Collected data entries:
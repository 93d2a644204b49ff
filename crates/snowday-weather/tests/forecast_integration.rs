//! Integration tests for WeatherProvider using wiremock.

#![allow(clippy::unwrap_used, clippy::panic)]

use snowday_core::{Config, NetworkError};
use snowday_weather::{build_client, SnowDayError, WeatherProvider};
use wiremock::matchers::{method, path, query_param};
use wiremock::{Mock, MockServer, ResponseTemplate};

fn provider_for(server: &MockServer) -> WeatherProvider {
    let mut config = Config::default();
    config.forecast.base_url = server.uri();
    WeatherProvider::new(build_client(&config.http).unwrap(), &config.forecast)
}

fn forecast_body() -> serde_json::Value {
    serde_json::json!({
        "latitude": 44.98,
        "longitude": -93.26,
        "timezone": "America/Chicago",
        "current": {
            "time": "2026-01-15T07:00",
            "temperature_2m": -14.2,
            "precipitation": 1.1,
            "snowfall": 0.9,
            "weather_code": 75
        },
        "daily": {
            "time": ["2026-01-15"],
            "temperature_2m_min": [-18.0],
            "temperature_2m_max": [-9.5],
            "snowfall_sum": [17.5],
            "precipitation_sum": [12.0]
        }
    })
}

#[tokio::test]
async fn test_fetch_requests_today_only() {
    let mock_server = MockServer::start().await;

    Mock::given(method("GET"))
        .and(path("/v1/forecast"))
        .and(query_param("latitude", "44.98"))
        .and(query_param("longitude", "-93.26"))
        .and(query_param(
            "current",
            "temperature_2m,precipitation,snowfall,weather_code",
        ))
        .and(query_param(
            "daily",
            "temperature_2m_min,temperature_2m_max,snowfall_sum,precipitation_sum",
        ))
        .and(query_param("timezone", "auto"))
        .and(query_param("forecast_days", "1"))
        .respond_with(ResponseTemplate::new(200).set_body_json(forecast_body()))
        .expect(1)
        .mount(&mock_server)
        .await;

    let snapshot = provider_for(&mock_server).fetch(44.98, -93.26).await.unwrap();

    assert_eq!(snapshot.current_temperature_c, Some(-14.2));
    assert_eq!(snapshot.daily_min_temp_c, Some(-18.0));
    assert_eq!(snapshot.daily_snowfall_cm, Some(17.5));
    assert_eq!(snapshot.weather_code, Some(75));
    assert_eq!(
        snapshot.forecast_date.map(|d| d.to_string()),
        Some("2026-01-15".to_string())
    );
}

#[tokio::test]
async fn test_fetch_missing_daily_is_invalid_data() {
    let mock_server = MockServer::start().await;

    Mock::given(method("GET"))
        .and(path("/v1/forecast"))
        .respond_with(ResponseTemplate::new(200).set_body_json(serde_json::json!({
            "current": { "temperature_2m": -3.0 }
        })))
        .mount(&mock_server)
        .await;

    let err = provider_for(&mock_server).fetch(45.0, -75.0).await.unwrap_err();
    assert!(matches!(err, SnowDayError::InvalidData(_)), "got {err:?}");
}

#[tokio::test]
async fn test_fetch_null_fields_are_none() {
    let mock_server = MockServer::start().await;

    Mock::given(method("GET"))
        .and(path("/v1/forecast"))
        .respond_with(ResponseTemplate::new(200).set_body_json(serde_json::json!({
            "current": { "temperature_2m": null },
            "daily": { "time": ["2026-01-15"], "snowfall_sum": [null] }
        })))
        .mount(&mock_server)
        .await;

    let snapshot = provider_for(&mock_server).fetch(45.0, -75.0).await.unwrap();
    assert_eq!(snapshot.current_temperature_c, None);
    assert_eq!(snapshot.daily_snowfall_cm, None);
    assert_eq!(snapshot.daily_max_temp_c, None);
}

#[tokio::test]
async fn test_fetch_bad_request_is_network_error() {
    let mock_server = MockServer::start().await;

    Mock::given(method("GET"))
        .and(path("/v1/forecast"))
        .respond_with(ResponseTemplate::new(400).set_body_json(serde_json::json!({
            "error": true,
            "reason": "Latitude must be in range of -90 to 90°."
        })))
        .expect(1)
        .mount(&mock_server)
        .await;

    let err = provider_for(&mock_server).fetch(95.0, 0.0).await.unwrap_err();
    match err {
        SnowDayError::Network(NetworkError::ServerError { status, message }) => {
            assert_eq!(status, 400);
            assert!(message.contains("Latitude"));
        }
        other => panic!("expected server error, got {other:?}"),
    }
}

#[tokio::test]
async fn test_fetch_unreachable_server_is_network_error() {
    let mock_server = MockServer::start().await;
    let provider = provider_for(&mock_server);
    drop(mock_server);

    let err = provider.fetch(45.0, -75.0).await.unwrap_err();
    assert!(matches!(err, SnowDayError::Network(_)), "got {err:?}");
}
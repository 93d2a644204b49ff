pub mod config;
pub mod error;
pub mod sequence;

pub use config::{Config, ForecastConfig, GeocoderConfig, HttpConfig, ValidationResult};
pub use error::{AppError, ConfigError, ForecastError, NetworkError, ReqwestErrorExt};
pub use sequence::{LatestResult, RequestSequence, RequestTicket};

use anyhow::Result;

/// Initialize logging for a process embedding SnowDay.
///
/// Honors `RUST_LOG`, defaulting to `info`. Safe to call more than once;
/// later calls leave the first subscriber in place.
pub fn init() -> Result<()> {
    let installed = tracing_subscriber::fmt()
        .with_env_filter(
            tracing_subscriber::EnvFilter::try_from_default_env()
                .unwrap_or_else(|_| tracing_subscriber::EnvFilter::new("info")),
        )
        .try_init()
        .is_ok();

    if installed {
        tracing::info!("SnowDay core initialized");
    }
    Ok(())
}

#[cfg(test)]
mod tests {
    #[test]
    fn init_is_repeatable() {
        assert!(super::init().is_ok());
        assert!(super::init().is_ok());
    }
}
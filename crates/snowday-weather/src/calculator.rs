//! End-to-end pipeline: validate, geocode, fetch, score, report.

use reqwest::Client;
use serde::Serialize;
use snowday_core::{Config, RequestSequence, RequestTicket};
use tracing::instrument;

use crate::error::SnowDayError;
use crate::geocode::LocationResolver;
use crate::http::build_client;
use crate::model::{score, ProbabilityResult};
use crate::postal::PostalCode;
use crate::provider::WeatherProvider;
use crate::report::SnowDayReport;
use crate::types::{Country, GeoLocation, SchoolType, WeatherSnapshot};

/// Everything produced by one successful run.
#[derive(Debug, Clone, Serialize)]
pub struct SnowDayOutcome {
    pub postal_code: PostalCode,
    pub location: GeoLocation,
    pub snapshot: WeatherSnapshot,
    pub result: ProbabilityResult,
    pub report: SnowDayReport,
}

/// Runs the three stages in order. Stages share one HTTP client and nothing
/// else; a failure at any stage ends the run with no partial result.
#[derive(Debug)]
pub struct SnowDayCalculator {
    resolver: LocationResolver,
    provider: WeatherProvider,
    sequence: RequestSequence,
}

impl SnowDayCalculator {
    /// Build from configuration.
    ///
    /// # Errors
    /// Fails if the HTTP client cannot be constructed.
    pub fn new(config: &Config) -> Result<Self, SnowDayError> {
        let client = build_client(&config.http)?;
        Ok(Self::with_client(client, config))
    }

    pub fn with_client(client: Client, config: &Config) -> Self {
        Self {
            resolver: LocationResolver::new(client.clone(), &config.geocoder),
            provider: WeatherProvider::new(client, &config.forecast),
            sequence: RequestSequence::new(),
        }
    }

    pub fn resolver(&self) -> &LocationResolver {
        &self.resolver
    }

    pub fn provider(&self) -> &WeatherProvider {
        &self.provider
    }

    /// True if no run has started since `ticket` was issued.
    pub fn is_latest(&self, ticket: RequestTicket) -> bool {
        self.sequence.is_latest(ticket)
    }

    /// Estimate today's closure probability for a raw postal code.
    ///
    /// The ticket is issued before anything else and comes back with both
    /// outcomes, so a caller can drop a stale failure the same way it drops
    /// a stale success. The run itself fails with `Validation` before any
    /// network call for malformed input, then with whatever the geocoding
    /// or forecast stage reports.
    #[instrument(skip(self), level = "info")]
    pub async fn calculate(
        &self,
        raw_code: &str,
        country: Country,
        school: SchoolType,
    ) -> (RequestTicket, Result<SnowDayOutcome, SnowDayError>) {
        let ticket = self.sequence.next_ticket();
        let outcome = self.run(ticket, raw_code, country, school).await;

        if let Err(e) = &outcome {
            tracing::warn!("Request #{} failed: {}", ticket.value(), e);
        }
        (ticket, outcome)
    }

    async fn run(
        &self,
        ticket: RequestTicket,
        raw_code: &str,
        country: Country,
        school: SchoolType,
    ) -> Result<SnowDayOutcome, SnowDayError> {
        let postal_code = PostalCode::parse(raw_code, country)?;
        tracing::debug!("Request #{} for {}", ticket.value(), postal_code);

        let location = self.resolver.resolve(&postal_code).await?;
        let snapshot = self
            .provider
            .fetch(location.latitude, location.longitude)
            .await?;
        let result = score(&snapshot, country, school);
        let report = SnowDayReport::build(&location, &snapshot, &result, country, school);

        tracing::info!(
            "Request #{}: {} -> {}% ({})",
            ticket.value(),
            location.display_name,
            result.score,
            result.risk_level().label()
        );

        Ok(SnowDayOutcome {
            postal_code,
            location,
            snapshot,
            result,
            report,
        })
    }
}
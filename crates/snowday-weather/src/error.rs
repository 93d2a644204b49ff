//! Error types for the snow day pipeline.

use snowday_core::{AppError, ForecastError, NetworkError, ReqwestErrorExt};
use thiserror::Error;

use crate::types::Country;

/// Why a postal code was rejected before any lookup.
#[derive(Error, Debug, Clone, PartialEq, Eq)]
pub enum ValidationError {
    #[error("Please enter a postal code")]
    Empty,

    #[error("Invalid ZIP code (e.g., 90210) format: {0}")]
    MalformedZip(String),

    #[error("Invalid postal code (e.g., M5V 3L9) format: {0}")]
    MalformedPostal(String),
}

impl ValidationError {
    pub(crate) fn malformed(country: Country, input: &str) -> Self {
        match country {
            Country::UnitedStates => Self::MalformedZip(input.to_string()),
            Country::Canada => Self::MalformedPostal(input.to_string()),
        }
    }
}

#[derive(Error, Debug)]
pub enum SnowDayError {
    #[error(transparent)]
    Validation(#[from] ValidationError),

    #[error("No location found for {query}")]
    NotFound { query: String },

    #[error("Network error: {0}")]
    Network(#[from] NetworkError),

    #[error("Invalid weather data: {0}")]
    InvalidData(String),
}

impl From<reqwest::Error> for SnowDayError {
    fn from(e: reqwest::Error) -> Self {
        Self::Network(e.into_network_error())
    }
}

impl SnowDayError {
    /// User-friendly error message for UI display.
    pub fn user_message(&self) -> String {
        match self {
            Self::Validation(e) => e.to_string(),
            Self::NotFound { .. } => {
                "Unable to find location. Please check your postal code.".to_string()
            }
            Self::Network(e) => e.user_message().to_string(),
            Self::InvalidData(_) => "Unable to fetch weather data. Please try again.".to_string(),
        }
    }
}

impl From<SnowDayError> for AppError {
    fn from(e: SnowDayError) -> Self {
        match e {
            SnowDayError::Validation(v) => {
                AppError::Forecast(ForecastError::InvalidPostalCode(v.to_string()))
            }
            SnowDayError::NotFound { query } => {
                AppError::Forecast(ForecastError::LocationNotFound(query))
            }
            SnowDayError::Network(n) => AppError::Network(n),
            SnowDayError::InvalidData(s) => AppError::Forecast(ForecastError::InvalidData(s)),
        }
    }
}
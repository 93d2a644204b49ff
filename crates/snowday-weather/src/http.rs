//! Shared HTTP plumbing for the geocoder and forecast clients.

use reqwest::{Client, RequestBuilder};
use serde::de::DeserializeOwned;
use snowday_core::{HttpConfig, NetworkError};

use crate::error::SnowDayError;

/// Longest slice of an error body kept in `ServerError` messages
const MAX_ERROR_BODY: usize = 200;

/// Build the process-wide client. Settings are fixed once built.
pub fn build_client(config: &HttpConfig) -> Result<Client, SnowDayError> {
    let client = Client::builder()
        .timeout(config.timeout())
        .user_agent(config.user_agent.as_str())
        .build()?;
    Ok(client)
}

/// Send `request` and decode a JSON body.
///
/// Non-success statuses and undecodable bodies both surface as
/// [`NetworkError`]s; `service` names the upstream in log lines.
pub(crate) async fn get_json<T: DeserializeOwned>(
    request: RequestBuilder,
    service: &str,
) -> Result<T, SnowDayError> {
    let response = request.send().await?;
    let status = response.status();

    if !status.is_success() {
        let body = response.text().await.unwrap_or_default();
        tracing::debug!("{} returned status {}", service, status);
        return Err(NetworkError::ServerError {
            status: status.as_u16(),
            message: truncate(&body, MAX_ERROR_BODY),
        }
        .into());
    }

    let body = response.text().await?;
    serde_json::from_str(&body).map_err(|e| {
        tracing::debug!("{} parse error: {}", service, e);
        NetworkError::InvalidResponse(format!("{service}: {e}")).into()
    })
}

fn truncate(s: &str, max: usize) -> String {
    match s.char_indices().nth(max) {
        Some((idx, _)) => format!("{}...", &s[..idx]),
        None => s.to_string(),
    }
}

• [WHAT NEEDS TO BE DONE]
The count of lines above that contain "service" is all that should be given.

• [YOUR RESPONSE]
5